Viernes 1 de abril de 2005
Mónaco.-En este pequeño país de la Costa Azul francesa soplan 'vientos de cambio'. Ayer se anunció que el príncipe Alberto asumirá oficialmente la regencia del principado debido al delicado estado de salud de su padre, Rainiero, quien permanece hospitalizado hace más de una semana.
"El Consejo de la Corona ha constatado el impedimento de Rainiero para ejercer altas funciones.

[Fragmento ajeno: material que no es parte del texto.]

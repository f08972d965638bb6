//! The [`LlmProvider`] trait and its test double.

use std::pin::Pin;
use std::sync::Arc;

use async_trait::async_trait;
use futures::Stream;
use serde::{Deserialize, Serialize};

use kestrel_types::{Message, StreamChunk, ToolCall, ToolDefinition};

use crate::error::{LlmError, Result};

// ─────────────────────────────────────────────────────────────────────────────
// Request / response shapes
// ─────────────────────────────────────────────────────────────────────────────

/// Parameters for one completion call.
#[derive(Debug, Clone)]
pub struct CompletionParams {
    /// Conversation messages.
    pub messages: Vec<Message>,
    /// Model identifier.
    pub model: String,
    /// Sampling temperature.
    pub temperature: f32,
    /// Max tokens per completion.
    pub max_tokens: Option<u32>,
    /// Stop sequences.
    pub stop: Option<Vec<String>>,
    /// Tools to advertise, in OpenAI function shape.
    pub tools: Vec<ToolDefinition>,
}

impl CompletionParams {
    /// Create params with defaults for the optional knobs.
    pub fn new(messages: Vec<Message>, model: impl Into<String>) -> Self {
        Self {
            messages,
            model: model.into(),
            temperature: 0.7,
            max_tokens: None,
            stop: None,
            tools: Vec::new(),
        }
    }

    /// Set the temperature.
    pub fn with_temperature(mut self, temperature: f32) -> Self {
        self.temperature = temperature;
        self
    }

    /// Set max tokens.
    pub fn with_max_tokens(mut self, max_tokens: u32) -> Self {
        self.max_tokens = Some(max_tokens);
        self
    }

    /// Set the tool definitions.
    pub fn with_tools(mut self, tools: Vec<ToolDefinition>) -> Self {
        self.tools = tools;
        self
    }
}

/// Token usage reported by a completion.
#[derive(Debug, Clone, Copy, Default, PartialEq, Eq, Serialize, Deserialize)]
pub struct Usage {
    /// Tokens in the prompt.
    pub prompt_tokens: u32,
    /// Tokens generated.
    pub completion_tokens: u32,
    /// Sum of both.
    pub total_tokens: u32,
}

/// A full (non-streaming) completion response.
#[derive(Debug, Clone, Default)]
pub struct CompletionResponse {
    /// Response text, if any.
    pub content: Option<String>,
    /// Why generation stopped.
    pub finish_reason: Option<String>,
    /// Model that answered.
    pub model: String,
    /// Completion id.
    pub id: Option<String>,
    /// Token usage, when reported.
    pub usage: Option<Usage>,
    /// Tool calls, if the model requested any.
    pub tool_calls: Option<Vec<ToolCall>>,
}

/// A lazy sequence of streaming chunks. Errors are values so failures that
/// surface mid-stream reach the consumer without buffering.
pub type ChunkStream = Pin<Box<dyn Stream<Item = Result<StreamChunk>> + Send + 'static>>;

// ─────────────────────────────────────────────────────────────────────────────
// Trait
// ─────────────────────────────────────────────────────────────────────────────

/// A model provider the agent loop can drive.
#[async_trait]
pub trait LlmProvider: Send + Sync {
    /// Start a streaming completion.
    async fn stream_completion(&self, params: CompletionParams) -> Result<ChunkStream>;

    /// Run a completion to completion and collect the response.
    async fn completion(&self, params: CompletionParams) -> Result<CompletionResponse>;

    /// Name of this provider, for logs and error wrapping.
    fn name(&self) -> &str;
}

/// A provider that can be shared across tasks.
pub type SharedProvider = Arc<dyn LlmProvider>;

// ─────────────────────────────────────────────────────────────────────────────
// Mock provider
// ─────────────────────────────────────────────────────────────────────────────

/// One scripted provider turn for [`MockProvider`].
#[derive(Debug, Clone)]
pub enum MockScript {
    /// Yield these chunks, in order, then end the stream.
    Chunks(Vec<StreamChunk>),
    /// Fail the call before any chunk is produced.
    CallError(String),
    /// Yield the chunks, then fail mid-stream with the error.
    ChunksThenError(Vec<StreamChunk>, String),
}

/// Deterministic provider for tests.
///
/// Returns scripted turns in order and records every request it saw.
pub struct MockProvider {
    scripts: std::sync::Mutex<Vec<MockScript>>,
    requests: std::sync::Mutex<Vec<CompletionParams>>,
}

impl MockProvider {
    /// Create a mock with the given scripted turns.
    pub fn new(scripts: Vec<MockScript>) -> Self {
        Self {
            scripts: std::sync::Mutex::new(scripts),
            requests: std::sync::Mutex::new(Vec::new()),
        }
    }

    /// A mock that streams the given text in one chunk and stops.
    pub fn with_text(text: impl Into<String>) -> Self {
        Self::new(vec![MockScript::Chunks(vec![
            StreamChunk {
                role: Some("assistant".to_string()),
                content: Some(text.into()),
                ..Default::default()
            },
            StreamChunk::finish("stop"),
        ])])
    }

    /// All requests made so far.
    pub fn requests(&self) -> Vec<CompletionParams> {
        self.requests.lock().unwrap().clone()
    }

    /// Number of calls made.
    pub fn call_count(&self) -> usize {
        self.requests.lock().unwrap().len()
    }

    fn next_script(&self) -> Option<MockScript> {
        let mut scripts = self.scripts.lock().unwrap();
        if scripts.is_empty() {
            None
        } else {
            Some(scripts.remove(0))
        }
    }
}

#[async_trait]
impl LlmProvider for MockProvider {
    async fn stream_completion(&self, params: CompletionParams) -> Result<ChunkStream> {
        self.requests.lock().unwrap().push(params);

        match self.next_script() {
            None => Err(LlmError::provider("mock", "no scripted responses left")),
            Some(MockScript::CallError(msg)) => Err(LlmError::provider("mock", msg)),
            Some(MockScript::Chunks(chunks)) => {
                let items: Vec<Result<StreamChunk>> = chunks.into_iter().map(Ok).collect();
                Ok(Box::pin(futures::stream::iter(items)))
            }
            Some(MockScript::ChunksThenError(chunks, msg)) => {
                let mut items: Vec<Result<StreamChunk>> =
                    chunks.into_iter().map(Ok).collect();
                items.push(Err(LlmError::provider("mock", msg)));
                Ok(Box::pin(futures::stream::iter(items)))
            }
        }
    }

    async fn completion(&self, params: CompletionParams) -> Result<CompletionResponse> {
        use futures::StreamExt;

        let model = params.model.clone();
        let mut stream = self.stream_completion(params).await?;

        let mut content = String::new();
        let mut finish_reason = None;
        while let Some(chunk) = stream.next().await {
            let chunk = chunk?;
            if let Some(text) = chunk.content {
                content.push_str(&text);
            }
            if chunk.finish_reason.is_some() {
                finish_reason = chunk.finish_reason;
            }
        }

        Ok(CompletionResponse {
            content: (!content.is_empty()).then_some(content),
            finish_reason,
            model,
            id: None,
            usage: None,
            tool_calls: None,
        })
    }

    fn name(&self) -> &str {
        "mock"
    }
}

// ─────────────────────────────────────────────────────────────────────────────
// Tests
// ─────────────────────────────────────────────────────────────────────────────

#[cfg(test)]
mod tests {
    use super::*;
    use futures::StreamExt;

    #[tokio::test]
    async fn test_mock_streams_text() {
        let provider = MockProvider::with_text("Hello");
        let params = CompletionParams::new(vec![Message::user("hi")], "test-model");

        let mut stream = provider.stream_completion(params).await.unwrap();
        let mut text = String::new();
        while let Some(chunk) = stream.next().await {
            if let Some(c) = chunk.unwrap().content {
                text.push_str(&c);
            }
        }
        assert_eq!(text, "Hello");
        assert_eq!(provider.call_count(), 1);
    }

    #[tokio::test]
    async fn test_mock_exhausted() {
        let provider = MockProvider::new(vec![]);
        let params = CompletionParams::new(vec![Message::user("hi")], "m");
        assert!(provider.stream_completion(params).await.is_err());
    }

    #[tokio::test]
    async fn test_mock_mid_stream_error() {
        let provider = MockProvider::new(vec![MockScript::ChunksThenError(
            vec![StreamChunk::text("partial")],
            "boom".to_string(),
        )]);
        let params = CompletionParams::new(vec![Message::user("hi")], "m");

        let mut stream = provider.stream_completion(params).await.unwrap();
        assert!(stream.next().await.unwrap().is_ok());
        assert!(stream.next().await.unwrap().is_err());
    }

    #[tokio::test]
    async fn test_mock_completion_collects() {
        let provider = MockProvider::with_text("Hello world");
        let params = CompletionParams::new(vec![Message::user("hi")], "m");
        let response = provider.completion(params).await.unwrap();
        assert_eq!(response.content.as_deref(), Some("Hello world"));
        assert_eq!(response.finish_reason.as_deref(), Some("stop"));
    }
}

Por tanto, la regencia será asumida por el príncipe heredero, Alberto", indicó un escueto comunicado emitido por la Casa Grimaldi.
Tras conocer la noticia, Alberto, de 47 años, dijo que ejercerá "con plenitud" las labores que, hasta hace poco, cumplía su anciano padre. "Hoy, ante el impedimento de mi padre para ejercer sus funciones, asumiré en su nombre la plenitud de los poderes soberanos", señaló el príncipe heredero en un comunicado, junto con afirmar que "ejerceré el cargo con fuerza, convicción y pasión".

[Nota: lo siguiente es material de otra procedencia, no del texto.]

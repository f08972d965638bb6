//! Remote code-execution sandboxes for Kestrel threads.
//!
//! A [`SandboxHandle`] abstracts one remote VM exposing `/health`, `/run`
//! (SSE), and `/claim`. The [`SandboxManager`] binds sandboxes to threads:
//! non-blocking lookup, supervised background provisioning, blocking
//! ensure-with-restart, and claim-config construction. The [`LazySandbox`]
//! lets the model start streaming while provisioning proceeds.

pub mod error;
pub mod handle;
pub mod lazy;
pub mod manager;
pub mod provider;
pub mod warm;

pub use error::{Result, SandboxError};
pub use handle::{
    HealthStatus, RemoteSandbox, SandboxHandle, SandboxState, SharedHandle, ToolEvent,
    ToolEventStream,
};
pub use lazy::LazySandbox;
pub use manager::SandboxManager;
pub use provider::{DaytonaProvider, SandboxProvider};
pub use warm::WarmPool;
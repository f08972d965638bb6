//! JSON-RPC 2.0 protocol types for MCP.

use serde::{Deserialize, Serialize};
use serde_json::Value;

/// Protocol version this client speaks.
pub const PROTOCOL_VERSION: &str = "2024-11-05";

// ─────────────────────────────────────────────────────────────────────────────
// Envelopes
// ─────────────────────────────────────────────────────────────────────────────

/// A JSON-RPC request.
#[derive(Debug, Clone, Serialize, Deserialize)]
pub struct JsonRpcRequest {
    /// Always "2.0".
    pub jsonrpc: String,
    /// Request id.
    pub id: u64,
    /// Method name.
    pub method: String,
    /// Method parameters.
    #[serde(skip_serializing_if = "Option::is_none")]
    pub params: Option<Value>,
}

impl JsonRpcRequest {
    /// Create a request.
    pub fn new(id: u64, method: impl Into<String>, params: Option<Value>) -> Self {
        Self {
            jsonrpc: "2.0".to_string(),
            id,
            method: method.into(),
            params,
        }
    }
}

/// A JSON-RPC notification (no response expected).
#[derive(Debug, Clone, Serialize, Deserialize)]
pub struct JsonRpcNotification {
    /// Always "2.0".
    pub jsonrpc: String,
    /// Method name.
    pub method: String,
    /// Method parameters.
    #[serde(skip_serializing_if = "Option::is_none")]
    pub params: Option<Value>,
}

impl JsonRpcNotification {
    /// Create a notification.
    pub fn new(method: impl Into<String>, params: Option<Value>) -> Self {
        Self {
            jsonrpc: "2.0".to_string(),
            method: method.into(),
            params,
        }
    }
}

/// A JSON-RPC error object.
#[derive(Debug, Clone, Serialize, Deserialize)]
pub struct JsonRpcError {
    /// Error code.
    pub code: i64,
    /// Error message.
    pub message: String,
    /// Optional error data.
    #[serde(skip_serializing_if = "Option::is_none")]
    pub data: Option<Value>,
}

/// A JSON-RPC response.
#[derive(Debug, Clone, Serialize, Deserialize)]
pub struct JsonRpcResponse {
    /// Always "2.0".
    pub jsonrpc: String,
    /// Id of the request this answers. Absent on server notifications.
    pub id: Option<u64>,
    /// Result payload on success.
    #[serde(skip_serializing_if = "Option::is_none")]
    pub result: Option<Value>,
    /// Error payload on failure.
    #[serde(skip_serializing_if = "Option::is_none")]
    pub error: Option<JsonRpcError>,
}

impl JsonRpcResponse {
    /// Extract the result, converting a JSON-RPC error to `Err`.
    pub fn into_result(self) -> std::result::Result<Value, JsonRpcError> {
        if let Some(error) = self.error {
            return Err(error);
        }
        Ok(self.result.unwrap_or(Value::Null))
    }
}

// ─────────────────────────────────────────────────────────────────────────────
// Method payloads
// ─────────────────────────────────────────────────────────────────────────────

/// Parameters for the `initialize` handshake.
#[derive(Debug, Clone, Serialize)]
pub struct InitializeParams {
    /// Protocol version offered.
    #[serde(rename = "protocolVersion")]
    pub protocol_version: String,
    /// Client capabilities (empty object).
    pub capabilities: Value,
    /// Client identity.
    #[serde(rename = "clientInfo")]
    pub client_info: ClientInfo,
}

impl Default for InitializeParams {
    fn default() -> Self {
        Self {
            protocol_version: PROTOCOL_VERSION.to_string(),
            capabilities: serde_json::json!({}),
            client_info: ClientInfo {
                name: "kestrel".to_string(),
                version: env!("CARGO_PKG_VERSION").to_string(),
            },
        }
    }
}

/// Client identity sent during initialize.
#[derive(Debug, Clone, Serialize)]
pub struct ClientInfo {
    /// Client name.
    pub name: String,
    /// Client version.
    pub version: String,
}

/// Server identity returned by initialize.
#[derive(Debug, Clone, Deserialize)]
pub struct ServerInfo {
    /// Server name.
    pub name: String,
    /// Server version.
    #[serde(default)]
    pub version: String,
}

/// Result of the `initialize` handshake.
#[derive(Debug, Clone, Deserialize)]
pub struct InitializeResult {
    /// Protocol version the server settled on.
    #[serde(rename = "protocolVersion")]
    pub protocol_version: String,
    /// Server identity.
    #[serde(rename = "serverInfo")]
    pub server_info: ServerInfo,
}

/// A tool advertised by the server.
#[derive(Debug, Clone, Deserialize)]
pub struct ToolInfo {
    /// Tool name.
    pub name: String,
    /// Tool description.
    #[serde(default)]
    pub description: String,
    /// JSON-Schema of the input.
    #[serde(rename = "inputSchema", default)]
    pub input_schema: Value,
}

/// Result of `tools/list`.
#[derive(Debug, Clone, Deserialize)]
pub struct ListToolsResult {
    /// Advertised tools.
    pub tools: Vec<ToolInfo>,
}

/// Parameters for `tools/call`.
#[derive(Debug, Clone, Serialize)]
pub struct CallToolParams {
    /// Tool name.
    pub name: String,
    /// Tool arguments.
    #[serde(skip_serializing_if = "Option::is_none")]
    pub arguments: Option<Value>,
}

/// One content block of a tool-call result.
#[derive(Debug, Clone, Deserialize)]
pub struct ToolContentBlock {
    /// Block type (`text`, `resource`, ...).
    #[serde(rename = "type", default)]
    pub block_type: String,
    /// Text payload for text blocks.
    #[serde(default)]
    pub text: Option<String>,
    /// Data payload for non-text blocks.
    #[serde(default)]
    pub data: Option<Value>,
}

/// Result of `tools/call`.
#[derive(Debug, Clone, Deserialize)]
pub struct CallToolResult {
    /// Content blocks.
    #[serde(default)]
    pub content: Vec<ToolContentBlock>,
    /// Whether the server flagged the result as an error.
    #[serde(rename = "isError", default)]
    pub is_error: bool,
}

impl CallToolResult {
    /// Collapse the content list into one concatenated text value.
    pub fn text(&self) -> String {
        self.content
            .iter()
            .filter_map(|block| {
                block
                    .text
                    .clone()
                    .or_else(|| block.data.as_ref().map(|d| d.to_string()))
            })
            .collect::<Vec<_>>()
            .join("\n")
    }
}

#[cfg(test)]
mod tests {
    use super::*;

    #[test]
    fn test_request_wire_shape() {
        let req = JsonRpcRequest::new(1, "tools/list", None);
        let json = serde_json::to_value(&req).unwrap();
        assert_eq!(json["jsonrpc"], "2.0");
        assert_eq!(json["id"], 1);
        assert!(json.get("params").is_none());
    }

    #[test]
    fn test_response_into_result() {
        let ok: JsonRpcResponse =
            serde_json::from_str(r#"{"jsonrpc":"2.0","id":1,"result":{"x":1}}"#).unwrap();
        assert_eq!(ok.into_result().unwrap()["x"], 1);

        let err: JsonRpcResponse = serde_json::from_str(
            r#"{"jsonrpc":"2.0","id":1,"error":{"code":-32601,"message":"no such method"}}"#,
        )
        .unwrap();
        let e = err.into_result().unwrap_err();
        assert_eq!(e.code, -32601);
    }

    #[test]
    fn test_call_result_text_collapse() {
        let result: CallToolResult = serde_json::from_str(
            r#"{"content":[{"type":"text","text":"line one"},{"type":"text","text":"line two"}]}"#,
        )
        .unwrap();
        assert_eq!(result.text(), "line one\nline two");
        assert!(!result.is_error);
    }

    #[test]
    fn test_tool_info_parse() {
        let info: ToolInfo = serde_json::from_str(
            r#"{"name":"read_file","description":"Read a file","inputSchema":{"type":"object"}}"#,
        )
        .unwrap();
        assert_eq!(info.name, "read_file");
        assert_eq!(info.input_schema["type"], "object");
    }
}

Con esta medida, los monegascos sienten a que a Alberto le está 'llegando la hora' para suceder a su padre. En sí, asumir la regencia implica que el hijo de Rainiero y Grace Kelly será la voz oficial del principado, junto con tomar las decisiones más importantes y tener una participación más activa dentro de los asuntos internos del país.
UN DIFÍCIL CAMINO
Desde siempre, el príncipe Alberto ha generado dudas respecto a la idoneidad para suceder a su padre en el trono cuando éste muera. Desde niño fue tímido lo que, muchas veces, desembocaba en una evidente tartamudez que le impedía pronunciar palabras correctamente. Además, tenía muy poco interés por los asuntos públicos ya que, en algunas entrevistas, decía preferir actividades artísticas y deportivas.
Mediáticamente, desde la muerte de su madre, fue opacado por sus hermanas, Carolina y Estafanía, quienes acaparaban la atención de la prensa por sus consabidos escándalos amorosos y el 'glamour' que ambas aportaban al principado.

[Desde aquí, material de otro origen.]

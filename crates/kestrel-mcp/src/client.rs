//! MCP client: one connection to one MCP server.

use std::sync::atomic::{AtomicU64, Ordering};

use serde::Deserialize;
use serde_json::Value;
use tokio::sync::Mutex;

use crate::error::{McpError, Result};
use crate::protocol::{
    CallToolParams, CallToolResult, InitializeParams, InitializeResult, JsonRpcNotification,
    JsonRpcRequest, ListToolsResult, ServerInfo, ToolInfo,
};
use crate::transport::{HttpTransport, McpTransport, StdioTransport};

/// Configuration for one MCP server.
///
/// A server is reached over stdio when `command` is set, otherwise over HTTP
/// via `url`.
#[derive(Debug, Clone, Default, Deserialize)]
pub struct McpServerConfig {
    /// Unique name for this server.
    pub name: String,
    /// Command to spawn for stdio transport.
    #[serde(default)]
    pub command: Option<String>,
    /// Arguments for the command.
    #[serde(default)]
    pub args: Vec<String>,
    /// Environment variables for the spawned process.
    #[serde(default)]
    pub env: std::collections::HashMap<String, String>,
    /// Endpoint URL for HTTP transport.
    #[serde(default)]
    pub url: Option<String>,
}

impl McpServerConfig {
    /// Config for a stdio server.
    pub fn stdio(name: impl Into<String>, command: impl Into<String>) -> Self {
        Self {
            name: name.into(),
            command: Some(command.into()),
            ..Default::default()
        }
    }

    /// Config for an HTTP server.
    pub fn http(name: impl Into<String>, url: impl Into<String>) -> Self {
        Self {
            name: name.into(),
            url: Some(url.into()),
            ..Default::default()
        }
    }

    /// Add an argument (stdio only).
    pub fn with_arg(mut self, arg: impl Into<String>) -> Self {
        self.args.push(arg.into());
        self
    }

    /// Add an environment variable (stdio only).
    pub fn with_env_var(mut self, key: impl Into<String>, value: impl Into<String>) -> Self {
        self.env.insert(key.into(), value.into());
        self
    }
}

/// A client connected to a single MCP server.
pub struct McpClient {
    config: McpServerConfig,
    transport: Mutex<McpTransport>,
    server_info: Option<ServerInfo>,
    request_id: AtomicU64,
    initialized: bool,
}

impl McpClient {
    /// Connect using the transport the config implies.
    ///
    /// Prefers stdio when `command` is set, else streamable HTTP. This does
    /// NOT perform the handshake; call [`initialize`](Self::initialize) next.
    pub fn connect(config: McpServerConfig) -> Result<Self> {
        let transport = if let Some(command) = &config.command {
            let transport = StdioTransport::spawn(command, &config.args, &config.env)?;
            tracing::info!(server = %config.name, command = %command, "connected to MCP server via stdio");
            McpTransport::Stdio(transport)
        } else if let Some(url) = &config.url {
            let transport = HttpTransport::new(url)?;
            tracing::info!(server = %config.name, url = %url, "connected to MCP server via HTTP");
            McpTransport::Http(transport)
        } else {
            return Err(McpError::transport(format!(
                "MCP server {} needs either 'command' or 'url'",
                config.name
            )));
        };

        Ok(Self {
            config,
            transport: Mutex::new(transport),
            server_info: None,
            request_id: AtomicU64::new(1),
            initialized: false,
        })
    }

    /// Server name from the config.
    pub fn name(&self) -> &str {
        &self.config.name
    }

    /// Server identity, available after initialize.
    pub fn server_info(&self) -> Option<&ServerInfo> {
        self.server_info.as_ref()
    }

    /// Whether the handshake has completed.
    pub fn is_initialized(&self) -> bool {
        self.initialized
    }

    fn next_request_id(&self) -> u64 {
        self.request_id.fetch_add(1, Ordering::SeqCst)
    }

    async fn send_request(&self, method: &str, params: Option<Value>) -> Result<Value> {
        let request = JsonRpcRequest::new(self.next_request_id(), method, params);
        let mut transport = self.transport.lock().await;
        let response = transport.send_request(&request).await?;
        response.into_result().map_err(|e| McpError::Server {
            code: e.code,
            message: e.message,
            data: e.data,
        })
    }

    async fn send_notification(&self, method: &str, params: Option<Value>) -> Result<()> {
        let notification = JsonRpcNotification::new(method, params);
        let mut transport = self.transport.lock().await;
        transport.send_notification(&notification).await
    }

    /// Run the MCP handshake. Must precede every other method.
    pub async fn initialize(&mut self) -> Result<&ServerInfo> {
        if self.initialized {
            return self.server_info.as_ref().ok_or(McpError::NotInitialized);
        }

        let params = InitializeParams::default();
        let result = self
            .send_request("initialize", Some(serde_json::to_value(&params)?))
            .await?;
        let init: InitializeResult = serde_json::from_value(result)?;

        tracing::info!(
            server = %init.server_info.name,
            version = %init.server_info.version,
            protocol = %init.protocol_version,
            "MCP server initialized"
        );

        self.send_notification("notifications/initialized", None)
            .await?;

        self.server_info = Some(init.server_info);
        self.initialized = true;
        Ok(self.server_info.as_ref().unwrap())
    }

    /// List the tools the server advertises.
    pub async fn list_tools(&self) -> Result<Vec<ToolInfo>> {
        if !self.initialized {
            return Err(McpError::NotInitialized);
        }

        let result = self.send_request("tools/list", None).await?;
        let list: ListToolsResult = serde_json::from_value(result)?;

        tracing::debug!(
            server = %self.config.name,
            tool_count = list.tools.len(),
            "listed MCP tools"
        );
        Ok(list.tools)
    }

    /// Call a tool and return the raw result.
    pub async fn call_tool(&self, name: &str, arguments: Option<Value>) -> Result<CallToolResult> {
        if !self.initialized {
            return Err(McpError::NotInitialized);
        }

        let params = CallToolParams {
            name: name.to_string(),
            arguments,
        };
        let result = self
            .send_request("tools/call", Some(serde_json::to_value(&params)?))
            .await?;
        let call_result: CallToolResult = serde_json::from_value(result)?;

        if call_result.is_error {
            tracing::warn!(server = %self.config.name, tool = %name, "tool call returned error");
        }
        Ok(call_result)
    }

    /// Call a tool and collapse its content list to one text value.
    pub async fn call_tool_text(&self, name: &str, arguments: Option<Value>) -> Result<String> {
        Ok(self.call_tool(name, arguments).await?.text())
    }

    /// Shut the connection down.
    pub async fn shutdown(&self) -> Result<()> {
        tracing::info!(server = %self.config.name, "shutting down MCP client");
        let mut transport = self.transport.lock().await;
        transport.shutdown().await
    }
}

#[cfg(test)]
mod tests {
    use super::*;

    #[test]
    fn test_config_builder() {
        let config = McpServerConfig::stdio("fs", "npx")
            .with_arg("-y")
            .with_arg("@modelcontextprotocol/server-filesystem")
            .with_env_var("DEBUG", "1");
        assert_eq!(config.name, "fs");
        assert_eq!(config.args.len(), 2);
        assert_eq!(config.env.get("DEBUG").map(String::as_str), Some("1"));
    }

    #[test]
    fn test_config_parse_from_json() {
        let config: McpServerConfig = serde_json::from_str(
            r#"{"name":"notebook","url":"http://localhost:3001/mcp"}"#,
        )
        .unwrap();
        assert!(config.command.is_none());
        assert_eq!(config.url.as_deref(), Some("http://localhost:3001/mcp"));
    }

    #[test]
    fn test_connect_requires_command_or_url() {
        let config = McpServerConfig {
            name: "broken".to_string(),
            ..Default::default()
        };
        assert!(McpClient::connect(config).is_err());
    }

    #[tokio::test]
    async fn test_connect_nonexistent_command_fails() {
        let config = McpServerConfig::stdio("ghost", "kestrel-no-such-server-cmd");
        assert!(McpClient::connect(config).is_err());
    }

    #[tokio::test]
    async fn test_methods_require_initialize() {
        let config = McpServerConfig::http("remote", "http://localhost:9/mcp");
        let client = McpClient::connect(config).unwrap();
        assert!(matches!(
            client.list_tools().await,
            Err(McpError::NotInitialized)
        ));
        assert!(matches!(
            client.call_tool("x", None).await,
            Err(McpError::NotInitialized)
        ));
    }
}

Pero con el tiempo, el propio Alberto fue dejando atrás su timidez y comenzó a desempeñar un rol más importante dentro del principado. De hecho, fue el encargado de representar el ingreso de Mónaco a la ONU, en 1993, y al Consejo de Europa el pasado mes de octubre.
Actualmente, el varón de los Grimaldi ocupa el cargo de embajador ante la ONU, preside el Comité Olímpico y Cruz Roja locales, por lo que los resquemores ante una posible sucesión parecen quedar atrás.